O doutor Narciso revela o passado do pai de Felipe com a N-life e sua ajuda na criação de humanos aprimorados como o próprio filho. Ao dizer que Felipe possui uma forma mais eficaz da fórmula dos poderes, Suelen o mata. Áster revela que uma bomba está prestes a destruir a cidade e a única saída é indo contra a Central da N-life. Enquanto pensa sobre o que fazer, Felipe descobre algo sobre Samuca.

Agora:

Minhas mãos tremiam enquanto os olhos passavam pelas letras garranchadas naquele papel amassado. O coração batia rápido numa sonata de desolação crescente. Mal tinha consciência dos braços de Sérgio enrolados em meu corpo e dos choramingos do garoto ecoando pela sala.

Caro Felipe

Obrigado por ser tão legal comigo. Obrigado por me escutar e por escolher ficar do meu lado mesmo eu não merecendo e você não ganhando nada com isso, só fez porque você é bom. Mais do que quase todos os adultos que eu conheci. Eu tenho certeza que você vai cuidar do Sérgio do jeito que ele merece, mas eu não posso ficar com vocês. Não quero nunca mais colocar gente que eu amo em perigo. Não consigo ver vocês se machucarem por minha causa nem que seja pra me proteger. Eu só quero vocês felizes, por isso preciso ir embora.
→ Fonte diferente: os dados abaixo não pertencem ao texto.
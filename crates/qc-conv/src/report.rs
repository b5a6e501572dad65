use qc_tensor::Matrix;

use crate::tile::Tile;

/// Cycle counts for one tile.
#[derive(Debug, Clone, Copy, PartialEq, Eq)]
pub struct TimingRecord {
    pub tile: Tile,
    /// Cycles spent in im2col extraction (general-purpose core).
    pub extraction_cycles: u64,
    /// Cycles spent in the patch GEMM (accelerator).
    pub compute_cycles: u64,
}

/// Running totals over all tiles of a run.
#[derive(Debug, Clone, Copy, Default, PartialEq, Eq)]
pub struct TimingSummary {
    pub tiles: usize,
    pub extraction_cycles: u64,
    pub compute_cycles: u64,
}

impl TimingSummary {
    /// Fold one tile's record into the totals.
    pub fn record(&mut self, rec: &TimingRecord) {
        self.tiles += 1;
        self.extraction_cycles += rec.extraction_cycles;
        self.compute_cycles += rec.compute_cycles;
    }

    pub fn total_cycles(&self) -> u64 {
        self.extraction_cycles + self.compute_cycles
    }
}

/// Everything a convolution run produces.
///
/// The output matrix is the result proper; the timing data is plain values
/// for whatever sink wants to render it.
#[derive(Debug, Clone)]
pub struct ConvOutput {
    pub output: Matrix,
    pub tiles: Vec<TimingRecord>,
    pub summary: TimingSummary,
}
use thiserror::Error;

#[derive(Error, Debug, Clone, PartialEq, Eq)]
pub enum ConvError {
    #[error("tile size must be positive")]
    InvalidTileSize,
    #[error("kernel size must be positive")]
    InvalidKernelSize,
    #[error("kernel size {kernel_size} exceeds input size {input_size}")]
    KernelTooLarge {
        kernel_size: usize,
        input_size: usize,
    },
    #[error("kernel must be square, got {rows}x{cols}")]
    NonSquareKernel { rows: usize, cols: usize },
    #[error("input must be square, got {rows}x{cols}")]
    NonSquareInput { rows: usize, cols: usize },
    #[error("{what}: expected {expected}x{expected}, got {rows}x{cols}")]
    DimensionMismatch {
        what: &'static str,
        expected: usize,
        rows: usize,
        cols: usize,
    },
    #[error("gemm length mismatch: {0}")]
    GemmMismatch(String),
    #[error("tensor error: {0}")]
    Tensor(#[from] qc_tensor::TensorError),
}

pub type Result<T> = std::result::Result<T, ConvError>;
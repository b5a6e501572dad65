use thiserror::Error;

#[derive(Error, Debug, Clone, PartialEq, Eq)]
pub enum TensorError {
    #[error("shape mismatch: expected {expected:?}, got {got:?}")]
    ShapeMismatch {
        expected: Vec<usize>,
        got: Vec<usize>,
    },
    #[error("data length {len} does not match a {rows}x{cols} matrix")]
    LengthMismatch { len: usize, rows: usize, cols: usize },
    #[error("index ({row}, {col}) out of bounds for a {rows}x{cols} matrix")]
    OutOfBounds {
        row: usize,
        col: usize,
        rows: usize,
        cols: usize,
    },
    #[error("{0}")]
    Other(String),
}

pub type Result<T> = std::result::Result<T, TensorError>;
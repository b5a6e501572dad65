use anyhow::Result;
use clap::Parser;
use qc_cli::Args;

fn main() -> Result<()> {
    env_logger::init();
    let args = Args::parse();
    let stdout = std::io::stdout();
    let mut out = stdout.lock();
    qc_cli::run(&args, &mut out)?;
    Ok(())
}
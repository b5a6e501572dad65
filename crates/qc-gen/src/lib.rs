//! `qc-gen` - Seeded pseudo-random Q8.8 matrices for exercising the qc engine.

pub mod generator;

pub use generator::MatrixGenerator;
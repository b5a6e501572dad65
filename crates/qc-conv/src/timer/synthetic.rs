//! Deterministic counters for tests and simulation.

use std::collections::VecDeque;

use super::CycleCounter;

/// Advances by a fixed step on every read, so each measured region reports
/// exactly `step` cycles.
#[derive(Debug, Clone)]
pub struct StepCounter {
    now: u64,
    step: u64,
}

impl StepCounter {
    pub fn new(step: u64) -> Self {
        StepCounter { now: 0, step }
    }

    fn tick(&mut self) -> u64 {
        self.now += self.step;
        self.now
    }
}

impl CycleCounter for StepCounter {
    fn name(&self) -> &str {
        "step"
    }

    fn start_read(&mut self) -> u64 {
        self.tick()
    }

    fn stop_read(&mut self) -> u64 {
        self.tick()
    }
}

/// Replays a fixed sequence of readings, then keeps returning the last one.
#[derive(Debug, Clone)]
pub struct ScriptedCounter {
    readings: VecDeque<u64>,
    last: u64,
}

impl ScriptedCounter {
    /// Replay `readings` in order. They should be non-decreasing.
    pub fn new(readings: Vec<u64>) -> Self {
        ScriptedCounter {
            readings: readings.into(),
            last: 0,
        }
    }

    /// Readings such that consecutive start/stop pairs measure `durations`.
    pub fn from_durations(durations: &[u64]) -> Self {
        let mut readings = Vec::with_capacity(durations.len() * 2);
        let mut t = 0u64;
        for &d in durations {
            readings.push(t);
            t += d;
            readings.push(t);
        }
        Self::new(readings)
    }

    /// Readings not yet consumed.
    pub fn remaining(&self) -> usize {
        self.readings.len()
    }

    fn next_reading(&mut self) -> u64 {
        if let Some(r) = self.readings.pop_front() {
            self.last = r;
        }
        self.last
    }
}

impl CycleCounter for ScriptedCounter {
    fn name(&self) -> &str {
        "scripted"
    }

    fn start_read(&mut self) -> u64 {
        self.next_reading()
    }

    fn stop_read(&mut self) -> u64 {
        self.next_reading()
    }
}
Mas não se preocupe comigo. Eu conseguia me virar bem quando não tinha nada para proteger, consigo de novo. Não me procure. Obrigado por tudo. Obrigado por, mesmo que bem pouquinho, me amar. Adeus.

PS: O Sérgio gosta de histórias antes de dormir e de ficar abraçado quando troveja, não esqueça.

Com amor, Samuel :)

Li a última palavra com a voz já tomada por um choro avassalador sem importar-me em fazer cena diante de todos. Érico apressou-se em me abraçar. Afundei em seu peito, entregando-me. Meus dedos afagando os cabelos de Sérgio do outro lado. Apesar disso, quase nenhuma parte de mim estava de fato ciente dos arredores. Havia mergulhado em um mar de culpa prestes a me afogar. Eu realmente achei que tinha alcançado o coração de Samuca. Achei que poderia fazê-lo confiar em mim, confiar que, a partir de quando nos conhecemos, não havia uma versão da história onde eu estivesse feliz sem ele ao meu lado ou qualquer perigo o qual não pudesse vencer pelo menino e seu pequeno irmão.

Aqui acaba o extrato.